Article Reranking by Memory-enhanced Key Sentence Matching for Detecting Previously Fact-checked Claims.

Overview

MTM

This is the official repository of the paper:

Article Reranking by Memory-enhanced Key Sentence Matching for Detecting Previously Fact-checked Claims.

Qiang Sheng, Juan Cao, Xueyao Zhang, Xirong Li, and Lei Zhong.

Proceedings of the Joint Conference of the 59th Annual Meeting of the Association for Computational Linguistics and the 11th International Joint Conference on Natural Language Processing (ACL-IJCNLP 2021)

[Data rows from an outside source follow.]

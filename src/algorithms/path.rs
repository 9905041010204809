use std::fmt;

use tracing::{debug, instrument};

use crate::algorithms::topo::topological_sort;
use crate::config::{EDGES_PROCESSED, RELAXATIONS};
use crate::error::{GraphError, Result};
use crate::metrics::Metrics;
use crate::types::Graph;

/// Distance reported for vertices a shortest-path run never reached.
pub const UNREACHABLE_SHORTEST: i64 = i64::MAX;

/// Distance reported for vertices a longest-path run never reached.
pub const UNREACHABLE_LONGEST: i64 = i64::MIN;

/// Which extreme a path computation optimises.
#[derive(Debug, Clone, Copy, PartialEq, Eq, Hash)]
pub enum PathKind {
    Shortest,
    Longest,
}

impl PathKind {
    /// Distance value stored for unreachable vertices.
    pub fn sentinel(self) -> i64 {
        match self {
            PathKind::Shortest => UNREACHABLE_SHORTEST,
            PathKind::Longest => UNREACHABLE_LONGEST,
        }
    }

    /// Whether `candidate` improves on `current` for this kind.
    fn improves(self, candidate: i64, current: i64) -> bool {
        match self {
            PathKind::Shortest => candidate < current,
            PathKind::Longest => candidate > current,
        }
    }
}

impl fmt::Display for PathKind {
    fn fmt(&self, f: &mut fmt::Formatter<'_>) -> fmt::Result {
        match self {
            PathKind::Shortest => f.write_str("shortest"),
            PathKind::Longest => f.write_str("longest"),
        }
    }
}

/// Single-source distances over a DAG.
///
/// `dist` keeps the numeric sentinel of [`PathKind::sentinel`] for vertices
/// that were never reached, but reachability itself is tracked by a separate
/// flag, so a legitimate distance equal to an `i64` extreme is never
/// mistaken for "unreachable".
#[derive(Debug, Clone)]
pub struct PathResult {
    kind: PathKind,
    source: usize,
    dist: Vec<i64>,
    reachable: Vec<bool>,
    /// `None` is the "no predecessor" sentinel: the source and unreached vertices
    prev: Vec<Option<usize>>,
    /// Counters and timing of the run
    pub metrics: Metrics,
}

impl PathResult {
    pub fn kind(&self) -> PathKind {
        self.kind
    }

    pub fn source(&self) -> usize {
        self.source
    }

    /// Distance of every vertex, with the sentinel for unreachable ones.
    pub fn dist(&self) -> &[i64] {
        &self.dist
    }

    /// Predecessor of every vertex on its best path.
    pub fn prev(&self) -> &[Option<usize>] {
        &self.prev
    }

    pub fn is_reachable(&self, v: usize) -> bool {
        self.reachable.get(v).copied().unwrap_or(false)
    }

    /// Distance to `v`, `None` if `v` is unreachable or out of range.
    pub fn distance_to(&self, v: usize) -> Option<i64> {
        if self.is_reachable(v) {
            Some(self.dist[v])
        } else {
            None
        }
    }

    /// Vertices of the best path from the source to `target`, source first.
    ///
    /// Returns `None` when `target` is unreachable or out of range.
    pub fn path_to(&self, target: usize) -> Option<Vec<usize>> {
        if !self.is_reachable(target) {
            return None;
        }

        let mut path = vec![target];
        let mut current = target;
        while let Some(previous) = self.prev[current] {
            // A non-topological order passed to `dag_paths` can link
            // predecessors into a loop; a simple path has at most n vertices.
            if path.len() >= self.prev.len() {
                return None;
            }
            path.push(previous);
            current = previous;
        }
        path.reverse();
        Some(path)
    }

    /// Number of vertices reached from the source, the source included.
    pub fn reachable_count(&self) -> usize {
        self.reachable.iter().filter(|&&r| r).count()
    }
}

impl fmt::Display for PathResult {
    fn fmt(&self, f: &mut fmt::Formatter<'_>) -> fmt::Result {
        writeln!(f, "{} paths from {}:", self.kind, self.source)?;
        for v in 0..self.dist.len() {
            match self.distance_to(v) {
                Some(d) => writeln!(f, "  {} -> {}: {}", self.source, v, d)?,
                None => writeln!(f, "  {} -> {}: unreachable", self.source, v)?,
            }
        }
        Ok(())
    }
}

/// Shortest distances from `source`, sorting `dag` topologically first.
///
/// # Errors
/// * `InvalidVertex` if `source` is out of range.
/// * `NotADag` if `dag` has a cycle.
/// * `DistanceOverflow` if a distance leaves the `i64` range.
pub fn shortest_paths(dag: &Graph, source: usize) -> Result<PathResult> {
    sorted_dag_paths(dag, source, PathKind::Shortest)
}

/// Longest distances from `source`, sorting `dag` topologically first.
///
/// Errors as for [`shortest_paths`].
pub fn longest_paths(dag: &Graph, source: usize) -> Result<PathResult> {
    sorted_dag_paths(dag, source, PathKind::Longest)
}

/// Shortest distances from `source` along a precomputed topological order.
pub fn shortest_paths_with_order(dag: &Graph, order: &[usize], source: usize) -> Result<PathResult> {
    dag_paths(dag, order, source, PathKind::Shortest)
}

/// Longest distances from `source` along a precomputed topological order.
pub fn longest_paths_with_order(dag: &Graph, order: &[usize], source: usize) -> Result<PathResult> {
    dag_paths(dag, order, source, PathKind::Longest)
}

fn sorted_dag_paths(dag: &Graph, source: usize, kind: PathKind) -> Result<PathResult> {
    dag.check_vertex(source)?;
    let topo = topological_sort(dag)?;
    dag_paths(dag, topo.order(), source, kind)
}

/// Relaxes every edge of `dag` once, visiting tails in `order`.
///
/// `order` must be a topological order of `dag`; this is only checked for
/// length and range, since a cyclic graph has already been rejected by the
/// topological sort that produced it.
#[instrument(skip_all, fields(vertices = dag.size(), source = source, kind = %kind))]
pub fn dag_paths(dag: &Graph, order: &[usize], source: usize, kind: PathKind) -> Result<PathResult> {
    let n = dag.size();
    dag.check_vertex(source)?;
    if order.len() != n {
        return Err(GraphError::NotADag {
            ordered: order.len(),
            vertex_count: n,
        });
    }
    if let Some(&bad) = order.iter().find(|&&v| v >= n) {
        return Err(GraphError::InvalidVertex {
            vertex: bad,
            vertex_count: n,
        });
    }

    let mut metrics = Metrics::new();
    metrics.start_timer();

    let mut dist = vec![kind.sentinel(); n];
    let mut reachable = vec![false; n];
    let mut prev: Vec<Option<usize>> = vec![None; n];
    dist[source] = 0;
    reachable[source] = true;

    for &u in order {
        // Children of an unreached vertex are never relaxed from it.
        if !reachable[u] {
            continue;
        }

        for edge in dag.edges_of(u) {
            metrics.increment(EDGES_PROCESSED);

            let candidate = dist[u]
                .checked_add(edge.weight)
                .ok_or(GraphError::DistanceOverflow {
                    from: u,
                    to: edge.to,
                })?;

            if !reachable[edge.to] || kind.improves(candidate, dist[edge.to]) {
                dist[edge.to] = candidate;
                reachable[edge.to] = true;
                prev[edge.to] = Some(u);
                metrics.increment(RELAXATIONS);
            }
        }
    }

    metrics.stop_timer();
    debug!(
        relaxations = metrics.counter(RELAXATIONS),
        elapsed_us = metrics.elapsed().as_micros() as u64,
        "dag path computation finished"
    );

    Ok(PathResult {
        kind,
        source,
        dist,
        reachable,
        prev,
        metrics,
    })
}
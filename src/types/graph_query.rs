/// Read-only queries over a graph.
///
/// The algorithms themselves walk adjacency lists directly through
/// [`crate::types::Graph::edges_of`]; this trait is the narrower view used by
/// callers that only need to ask questions about the structure, such as
/// validating a reconstructed path.
pub trait GraphQuery {
    /// Retrieves the heads of all outgoing edges of a vertex, in insertion order.
    ///
    /// Returns an empty vector for an unknown vertex.
    fn read_neighbor(&self, vertex_id: usize) -> Vec<usize>;

    /// Checks if a specific vertex exists in the graph.
    fn has_vertex(&self, vertex_id: usize) -> bool;

    /// Determines if an edge exists from `src_id` to `dst_id`.
    fn has_edge(&self, src_id: usize, dst_id: usize) -> bool;

    /// Weight of the first edge from `src_id` to `dst_id`, if there is one.
    fn edge_weight(&self, src_id: usize, dst_id: usize) -> Option<i64>;

    /// Weights of every parallel edge from `src_id` to `dst_id`, in insertion order.
    fn edge_weights(&self, src_id: usize, dst_id: usize) -> Vec<i64>;

    /// Retrieves a list of all vertices in the graph.
    fn vertex_list(&self) -> Vec<usize>;
}
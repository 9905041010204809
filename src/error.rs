//! Error types shared by the graph model, the algorithms and the graph loader.

use std::io;
use std::path::PathBuf;

/// Result type alias for sccdag operations.
pub type Result<T> = std::result::Result<T, GraphError>;

/// Every failure the library can report.
///
/// All variants are terminal for the operation that produced them: the
/// algorithms are deterministic over in-memory data, so retrying a failed
/// call with the same input yields the same error.
#[derive(Debug, thiserror::Error)]
pub enum GraphError {
    /// An edge endpoint or a source vertex lies outside `[0, n)`.
    #[error("vertex {vertex} is out of range for a graph with {vertex_count} vertices")]
    InvalidVertex { vertex: usize, vertex_count: usize },

    /// Kahn's algorithm stopped before ordering every vertex.
    #[error("graph is not a DAG: only {ordered} of {vertex_count} vertices could be ordered")]
    NotADag { ordered: usize, vertex_count: usize },

    /// Relaxing the edge `from -> to` would overflow `i64`.
    #[error("distance overflow while relaxing edge {from} -> {to}")]
    DistanceOverflow { from: usize, to: usize },

    /// An SCC result was paired with a graph of a different size.
    #[error("SCC result covers {scc_vertices} vertices but the graph has {graph_vertices}")]
    SccSizeMismatch { scc_vertices: usize, graph_vertices: usize },

    /// A serialized graph description could not be read or parsed.
    #[error("failed to load graph from {}: {source}", path.display())]
    GraphLoad {
        path: PathBuf,
        #[source]
        source: Box<GraphError>,
    },

    /// JSON (de)serialization error.
    #[error("JSON error: {0}")]
    Json(#[from] serde_json::Error),

    /// YAML configuration error.
    #[error("config error: {0}")]
    Config(#[from] serde_yaml::Error),

    /// IO error.
    #[error("IO error: {0}")]
    Io(#[from] io::Error),
}

impl GraphError {
    /// Wraps `self` as the cause of a load failure for `path`.
    pub fn while_loading(self, path: impl Into<PathBuf>) -> Self {
        GraphError::GraphLoad {
            path: path.into(),
            source: Box::new(self),
        }
    }
}
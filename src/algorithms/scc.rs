use std::fmt;

use tracing::{debug, instrument};

use crate::config::{DFS1_VISITS, DFS2_VISITS, EDGES_PROCESSED};
use crate::metrics::Metrics;
use crate::types::Graph;

/// Trait for computing Strongly Connected Components (SCC) in a graph
///
/// A strongly connected component is a maximal set of vertices in which every
/// vertex is reachable from every other vertex.
pub trait SCC {
    /// Decomposes the graph into its strongly connected components.
    fn scc(&self) -> SCCResult;
}

impl SCC for Graph {
    fn scc(&self) -> SCCResult {
        kosaraju(self)
    }
}

/// Strongly connected components of a graph.
///
/// Components are numbered `0..k` in the order the second Kosaraju pass
/// discovers them. Because that pass walks vertices by decreasing finishing
/// time, the numbering is a topological order of the condensation: every
/// condensation edge `a -> b` satisfies `a < b`, and listing the ids from
/// `k - 1` down to `0` gives the reverse topological order.
#[derive(Debug, Clone)]
pub struct SCCResult {
    /// Components in discovery order; vertices in second-pass visit order
    components: Vec<Vec<usize>>,

    /// `component_of[v]` is the id of the component containing `v`
    component_of: Vec<usize>,

    /// `true` for components that contain a cycle (size > 1 or a self-loop)
    cyclic: Vec<bool>,

    /// Counters and timing of the run that produced this result
    pub metrics: Metrics,
}

impl SCCResult {
    pub fn components(&self) -> &[Vec<usize>] {
        &self.components
    }

    /// The vertex -> component id map.
    pub fn component_of(&self) -> &[usize] {
        &self.component_of
    }

    /// Component id of vertex `v`, or `None` if `v` is out of range.
    pub fn component_of_vertex(&self, v: usize) -> Option<usize> {
        self.component_of.get(v).copied()
    }

    /// Number of components.
    pub fn len(&self) -> usize {
        self.components.len()
    }

    pub fn is_empty(&self) -> bool {
        self.components.is_empty()
    }

    /// Size of every component, by component id.
    pub fn sizes(&self) -> Vec<usize> {
        self.components.iter().map(|c| c.len()).collect()
    }

    /// Whether the component contains a cycle.
    pub fn is_cyclic(&self, component: usize) -> bool {
        self.cyclic.get(component).copied().unwrap_or(false)
    }
}

impl fmt::Display for SCCResult {
    fn fmt(&self, f: &mut fmt::Formatter<'_>) -> fmt::Result {
        writeln!(f, "SCCs found: {}", self.components.len())?;
        for (id, component) in self.components.iter().enumerate() {
            writeln!(
                f,
                "Component {} (size {}): {:?}",
                id,
                component.len(),
                component
            )?;
        }
        Ok(())
    }
}

/// Computes strongly connected components with Kosaraju's two-pass algorithm.
///
/// # Algorithm
///
/// 1. Depth-first search over the original graph, starting from every
///    unvisited vertex in increasing id order, recording vertices in the
///    order their subtrees finish.
/// 2. Build the reversed graph.
/// 3. Take vertices in reverse finishing order; each one still unvisited
///    starts a depth-first search on the reversed graph, and everything it
///    reaches forms the next component.
///
/// Both searches use an explicit frame stack instead of recursion, so deep
/// graphs cannot exhaust the call stack. Each frame remembers the index of
/// the next edge to examine, which reproduces the finishing sequence (and
/// the second-pass visit order) of the recursive formulation exactly.
///
/// # Time Complexity
///
/// * O(V + E)
#[instrument(skip_all, fields(vertices = graph.size(), edges = graph.edge_count()))]
pub fn kosaraju(graph: &Graph) -> SCCResult {
    let mut metrics = Metrics::new();
    metrics.start_timer();

    let n = graph.size();

    // Pass 1: finishing order on the original graph
    let mut visited = vec![false; n];
    let mut finish_order = Vec::with_capacity(n);
    for start in 0..n {
        if !visited[start] {
            depth_first(graph, start, &mut visited, &mut metrics, DFS1_VISITS, |event| {
                if let Visit::Finish(v) = event {
                    finish_order.push(v);
                }
            });
        }
    }

    // Pass 2: collect components on the reversed graph
    let reversed = graph.reversed();
    visited.fill(false);
    let mut components: Vec<Vec<usize>> = Vec::new();
    let mut component_of = vec![usize::MAX; n];

    for &root in finish_order.iter().rev() {
        if visited[root] {
            continue;
        }

        let id = components.len();
        let mut component = Vec::new();
        depth_first(&reversed, root, &mut visited, &mut metrics, DFS2_VISITS, |event| {
            if let Visit::Enter(v) = event {
                component.push(v);
            }
        });

        for &v in &component {
            component_of[v] = id;
        }
        components.push(component);
    }

    let cyclic = components
        .iter()
        .map(|component| match component.as_slice() {
            [only] => graph.edges_of(*only).iter().any(|e| e.to == *only),
            _ => true,
        })
        .collect();

    metrics.stop_timer();
    debug!(
        components = components.len(),
        elapsed_us = metrics.elapsed().as_micros() as u64,
        "kosaraju finished"
    );

    SCCResult {
        components,
        component_of,
        cyclic,
        metrics,
    }
}

/// Traversal events reported by [`depth_first`].
#[derive(Debug, Clone, Copy, PartialEq, Eq)]
enum Visit {
    /// The vertex was reached for the first time
    Enter(usize),
    /// Every outgoing edge of the vertex has been examined
    Finish(usize),
}

/// Non-recursive depth-first search from `start`.
///
/// Marks reached vertices in `visited`, counts them under `visit_counter`
/// and counts every examined edge under `Edges processed`. `on_visit` sees
/// the same enter/finish sequence a recursive search would produce.
fn depth_first<F>(
    graph: &Graph,
    start: usize,
    visited: &mut [bool],
    metrics: &mut Metrics,
    visit_counter: &str,
    mut on_visit: F,
) where
    F: FnMut(Visit),
{
    // (vertex, index of the next outgoing edge to examine)
    let mut frames: Vec<(usize, usize)> = vec![(start, 0)];
    visited[start] = true;
    metrics.increment(visit_counter);
    on_visit(Visit::Enter(start));

    while let Some(frame) = frames.last_mut() {
        let (v, next) = *frame;
        let edges = graph.edges_of(v);

        if next == edges.len() {
            frames.pop();
            on_visit(Visit::Finish(v));
            continue;
        }

        frame.1 += 1;
        metrics.increment(EDGES_PROCESSED);

        let to = edges[next].to;
        if !visited[to] {
            visited[to] = true;
            metrics.increment(visit_counter);
            on_visit(Visit::Enter(to));
            frames.push((to, 0));
        }
    }
}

PDF / Poster / Code / Chinese Dataset / Chinese Blog 1 / Chinese Blog 2

Datasets

There are two experimental datasets, including the Twitter Dataset, and the firstly proposed Weibo Dataset. Note that you can download the Weibo Dataset only after an "Application to Use the Chinese Dataset for Detecting Previously Fact-Checked Claim" has been submitted.

Code

Key Requirements

python==3.6.10
torch==1.6.0
torchvision==0.7.0
transformers==3.2.0

Usage for Weibo Dataset

After you download the dataset (the way to access is described here), move the FN_11934_filtered.json and DN_27505_filtered.json into the path MTM/dataset/Weibo/raw:

mkdir MTM/dataset/Weibo/raw
mv FN_11934_filtered.json MTM/dataset/Weibo/raw
mv DN_27505_filtered.json MTM/dataset/Weibo/raw

Preparation

Tokenize

cd MTM/preprocess/tokenize
sh run_weibo.sh

ROT

cd MTM/preprocess/ROT

You can refer to the run_weibo.sh, which includes three steps:

  1. Prepare RougeBert's Training data:

    python prepare_for_rouge.py --dataset Weibo --pretrained_model bert-base-chinese
    
  2. Training:

    CUDA_VISIBLE_DEVICES=0 python main.py --debug False \
    --dataset Weibo --pretrained_model bert-base-chinese --save './ckpts/Weibo' \
    --rouge_bert_encoder_layers 1 --rouge_bert_regularize 0.01 \
    --fp16 True
    

    then you can get ckpts/Weibo/[EPOCH].pt.

  3. Vectorize the claims and articles (get embeddings):

    CUDA_VISIBLE_DEVICES=0 python get_embeddings.py \
    --dataset Weibo --pretrained_model bert-base-chinese \
    --rouge_bert_model_file './ckpts/Weibo/[EPOCH].pt' \
    --batch_size 1024 --embeddings_type static
    

PMB

cd MTM/preprocess/PMB
  1. Prepare the clustering data:

    mkdir data
    mkdir data/Weibo
    

    and you can get data/Weibo/clustering_training_data_[TS_SMALL] <[TS_LARGE].pkl after running calculate_init_thresholds.ipynb.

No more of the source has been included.